_Exercise:_ Whenever the string "path" appears in a line below, please copy the line out.

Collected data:
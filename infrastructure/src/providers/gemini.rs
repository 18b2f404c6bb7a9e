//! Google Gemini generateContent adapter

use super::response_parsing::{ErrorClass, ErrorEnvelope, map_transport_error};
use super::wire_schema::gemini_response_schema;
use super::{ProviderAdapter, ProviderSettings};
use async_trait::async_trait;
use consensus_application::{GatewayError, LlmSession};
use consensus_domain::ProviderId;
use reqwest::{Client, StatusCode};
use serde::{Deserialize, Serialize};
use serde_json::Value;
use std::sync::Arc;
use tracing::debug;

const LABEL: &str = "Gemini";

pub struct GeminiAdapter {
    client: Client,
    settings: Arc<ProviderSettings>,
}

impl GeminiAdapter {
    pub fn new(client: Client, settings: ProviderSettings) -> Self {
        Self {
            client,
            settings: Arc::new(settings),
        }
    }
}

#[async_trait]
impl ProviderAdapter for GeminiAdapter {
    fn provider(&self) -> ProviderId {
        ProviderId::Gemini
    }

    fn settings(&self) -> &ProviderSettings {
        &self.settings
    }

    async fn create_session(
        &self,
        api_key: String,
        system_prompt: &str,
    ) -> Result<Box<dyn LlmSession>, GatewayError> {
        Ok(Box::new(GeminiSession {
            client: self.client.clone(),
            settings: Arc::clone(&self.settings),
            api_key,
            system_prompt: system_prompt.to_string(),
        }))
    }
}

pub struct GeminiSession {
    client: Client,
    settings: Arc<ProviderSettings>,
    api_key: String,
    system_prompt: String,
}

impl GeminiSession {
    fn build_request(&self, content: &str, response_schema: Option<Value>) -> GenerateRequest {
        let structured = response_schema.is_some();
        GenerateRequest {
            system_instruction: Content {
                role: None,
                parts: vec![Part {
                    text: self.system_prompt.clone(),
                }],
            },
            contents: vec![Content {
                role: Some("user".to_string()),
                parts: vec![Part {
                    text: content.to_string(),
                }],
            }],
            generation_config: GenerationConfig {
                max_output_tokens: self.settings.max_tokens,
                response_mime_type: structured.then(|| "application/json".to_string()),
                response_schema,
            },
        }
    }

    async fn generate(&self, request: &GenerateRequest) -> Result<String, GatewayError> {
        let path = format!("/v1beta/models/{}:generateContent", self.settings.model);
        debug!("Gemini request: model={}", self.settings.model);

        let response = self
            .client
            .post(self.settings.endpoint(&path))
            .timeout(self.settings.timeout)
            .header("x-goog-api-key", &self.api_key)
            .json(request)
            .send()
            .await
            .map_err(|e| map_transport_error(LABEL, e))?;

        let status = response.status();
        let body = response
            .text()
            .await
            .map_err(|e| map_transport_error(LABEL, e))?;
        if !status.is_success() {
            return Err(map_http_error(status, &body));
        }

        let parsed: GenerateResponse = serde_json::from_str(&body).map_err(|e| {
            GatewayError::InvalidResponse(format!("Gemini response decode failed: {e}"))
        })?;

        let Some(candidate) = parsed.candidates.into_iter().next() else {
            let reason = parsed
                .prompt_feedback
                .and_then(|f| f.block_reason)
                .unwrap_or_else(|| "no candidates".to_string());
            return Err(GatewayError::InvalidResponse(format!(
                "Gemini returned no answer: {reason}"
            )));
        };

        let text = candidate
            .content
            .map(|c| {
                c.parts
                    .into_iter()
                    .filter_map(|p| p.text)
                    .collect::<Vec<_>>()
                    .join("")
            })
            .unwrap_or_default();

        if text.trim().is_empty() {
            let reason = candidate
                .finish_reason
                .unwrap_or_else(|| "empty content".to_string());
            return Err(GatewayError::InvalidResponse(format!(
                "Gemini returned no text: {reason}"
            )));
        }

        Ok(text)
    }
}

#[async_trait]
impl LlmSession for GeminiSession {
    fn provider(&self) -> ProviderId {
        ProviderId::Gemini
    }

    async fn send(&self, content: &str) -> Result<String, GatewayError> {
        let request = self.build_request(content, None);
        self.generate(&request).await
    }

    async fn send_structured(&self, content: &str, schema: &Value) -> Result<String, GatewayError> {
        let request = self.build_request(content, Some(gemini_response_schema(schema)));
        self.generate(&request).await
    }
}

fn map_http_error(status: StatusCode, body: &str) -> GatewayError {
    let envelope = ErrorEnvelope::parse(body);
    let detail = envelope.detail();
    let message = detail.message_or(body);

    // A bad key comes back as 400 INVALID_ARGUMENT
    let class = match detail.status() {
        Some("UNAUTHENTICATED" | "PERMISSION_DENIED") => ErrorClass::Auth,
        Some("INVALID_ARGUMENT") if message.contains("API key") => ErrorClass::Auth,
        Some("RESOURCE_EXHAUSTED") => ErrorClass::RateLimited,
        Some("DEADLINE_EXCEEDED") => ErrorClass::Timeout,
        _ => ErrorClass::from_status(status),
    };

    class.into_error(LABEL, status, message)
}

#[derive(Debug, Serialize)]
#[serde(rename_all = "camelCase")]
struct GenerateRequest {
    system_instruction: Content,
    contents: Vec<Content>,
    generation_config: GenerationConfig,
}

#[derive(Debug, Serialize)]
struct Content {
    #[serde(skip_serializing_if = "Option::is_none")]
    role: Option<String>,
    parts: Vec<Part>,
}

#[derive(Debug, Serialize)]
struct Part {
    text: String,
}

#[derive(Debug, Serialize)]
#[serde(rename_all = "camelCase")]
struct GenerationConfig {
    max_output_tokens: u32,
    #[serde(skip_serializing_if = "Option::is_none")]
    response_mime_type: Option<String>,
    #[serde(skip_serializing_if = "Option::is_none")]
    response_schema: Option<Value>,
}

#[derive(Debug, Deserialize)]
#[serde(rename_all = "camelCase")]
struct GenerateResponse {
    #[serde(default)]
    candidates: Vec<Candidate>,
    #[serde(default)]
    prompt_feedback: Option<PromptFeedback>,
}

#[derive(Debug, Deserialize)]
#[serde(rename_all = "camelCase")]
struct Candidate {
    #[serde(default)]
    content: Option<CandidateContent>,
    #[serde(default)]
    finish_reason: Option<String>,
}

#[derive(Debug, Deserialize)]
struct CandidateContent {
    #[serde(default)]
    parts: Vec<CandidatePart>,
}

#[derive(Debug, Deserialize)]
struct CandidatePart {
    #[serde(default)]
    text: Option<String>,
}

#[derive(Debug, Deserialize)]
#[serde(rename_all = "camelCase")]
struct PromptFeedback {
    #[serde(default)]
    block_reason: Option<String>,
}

...

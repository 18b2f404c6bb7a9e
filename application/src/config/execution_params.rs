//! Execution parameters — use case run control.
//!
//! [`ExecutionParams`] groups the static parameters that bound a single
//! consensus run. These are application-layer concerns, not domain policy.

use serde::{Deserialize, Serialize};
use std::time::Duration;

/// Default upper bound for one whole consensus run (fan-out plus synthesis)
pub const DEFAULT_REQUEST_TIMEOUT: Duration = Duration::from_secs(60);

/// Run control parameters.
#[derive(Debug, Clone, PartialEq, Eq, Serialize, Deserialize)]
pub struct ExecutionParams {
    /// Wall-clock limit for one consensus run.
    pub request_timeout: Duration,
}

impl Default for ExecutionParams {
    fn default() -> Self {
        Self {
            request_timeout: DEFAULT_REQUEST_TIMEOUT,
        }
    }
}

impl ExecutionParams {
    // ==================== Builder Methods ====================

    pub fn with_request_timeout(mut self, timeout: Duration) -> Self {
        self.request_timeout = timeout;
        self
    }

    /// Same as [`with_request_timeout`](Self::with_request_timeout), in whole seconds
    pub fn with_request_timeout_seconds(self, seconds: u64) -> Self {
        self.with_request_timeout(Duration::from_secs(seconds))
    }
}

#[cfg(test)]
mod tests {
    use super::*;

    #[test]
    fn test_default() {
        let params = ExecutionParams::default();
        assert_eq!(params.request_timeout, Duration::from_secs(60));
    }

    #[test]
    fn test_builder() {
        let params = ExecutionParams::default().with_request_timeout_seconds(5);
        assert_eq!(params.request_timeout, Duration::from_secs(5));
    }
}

==

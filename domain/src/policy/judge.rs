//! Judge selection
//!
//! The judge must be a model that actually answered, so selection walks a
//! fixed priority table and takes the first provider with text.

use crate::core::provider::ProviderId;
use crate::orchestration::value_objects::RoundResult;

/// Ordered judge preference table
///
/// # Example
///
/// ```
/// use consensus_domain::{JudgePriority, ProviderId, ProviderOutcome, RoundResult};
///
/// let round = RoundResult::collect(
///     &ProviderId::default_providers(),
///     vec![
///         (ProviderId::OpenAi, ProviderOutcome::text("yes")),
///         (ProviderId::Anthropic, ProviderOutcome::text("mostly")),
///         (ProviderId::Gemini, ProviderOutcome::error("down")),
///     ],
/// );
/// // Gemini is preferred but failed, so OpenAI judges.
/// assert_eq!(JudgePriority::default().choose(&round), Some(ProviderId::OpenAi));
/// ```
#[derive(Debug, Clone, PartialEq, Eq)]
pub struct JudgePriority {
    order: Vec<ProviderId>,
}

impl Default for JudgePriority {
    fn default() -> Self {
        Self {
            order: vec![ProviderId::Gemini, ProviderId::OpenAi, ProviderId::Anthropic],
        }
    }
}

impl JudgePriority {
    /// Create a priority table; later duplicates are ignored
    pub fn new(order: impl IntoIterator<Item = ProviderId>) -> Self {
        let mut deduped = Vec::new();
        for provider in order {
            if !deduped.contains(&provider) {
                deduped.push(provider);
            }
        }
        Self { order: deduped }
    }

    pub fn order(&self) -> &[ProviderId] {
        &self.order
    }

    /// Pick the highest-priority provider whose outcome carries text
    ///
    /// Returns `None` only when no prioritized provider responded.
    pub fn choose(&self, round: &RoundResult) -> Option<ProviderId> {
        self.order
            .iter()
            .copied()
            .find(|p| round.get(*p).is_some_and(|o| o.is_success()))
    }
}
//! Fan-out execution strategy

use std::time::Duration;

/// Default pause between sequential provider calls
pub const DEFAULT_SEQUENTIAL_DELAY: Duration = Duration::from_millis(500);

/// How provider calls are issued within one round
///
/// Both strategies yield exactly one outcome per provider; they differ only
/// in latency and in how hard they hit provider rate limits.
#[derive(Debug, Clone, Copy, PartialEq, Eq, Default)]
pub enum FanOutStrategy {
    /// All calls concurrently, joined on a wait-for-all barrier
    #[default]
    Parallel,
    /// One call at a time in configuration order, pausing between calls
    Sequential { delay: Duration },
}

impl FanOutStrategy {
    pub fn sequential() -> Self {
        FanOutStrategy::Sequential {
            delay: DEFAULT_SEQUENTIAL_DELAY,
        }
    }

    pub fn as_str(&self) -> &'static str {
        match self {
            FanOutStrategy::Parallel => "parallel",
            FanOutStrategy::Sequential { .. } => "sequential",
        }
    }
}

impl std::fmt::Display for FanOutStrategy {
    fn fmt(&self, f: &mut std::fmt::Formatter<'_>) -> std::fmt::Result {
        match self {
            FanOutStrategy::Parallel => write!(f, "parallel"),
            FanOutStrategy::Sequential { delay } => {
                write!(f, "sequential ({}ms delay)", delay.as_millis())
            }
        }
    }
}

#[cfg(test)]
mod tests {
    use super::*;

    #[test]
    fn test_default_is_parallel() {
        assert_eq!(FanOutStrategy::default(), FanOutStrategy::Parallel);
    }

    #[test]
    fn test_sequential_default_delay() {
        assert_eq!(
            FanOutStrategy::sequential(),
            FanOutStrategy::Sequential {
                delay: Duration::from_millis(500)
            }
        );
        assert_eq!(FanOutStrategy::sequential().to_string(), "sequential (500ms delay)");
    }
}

_Response to the task:_
        let path = format!("/v1beta/models/{}:generateContent", self.settings.model);
            .post(self.settings.endpoint(&path))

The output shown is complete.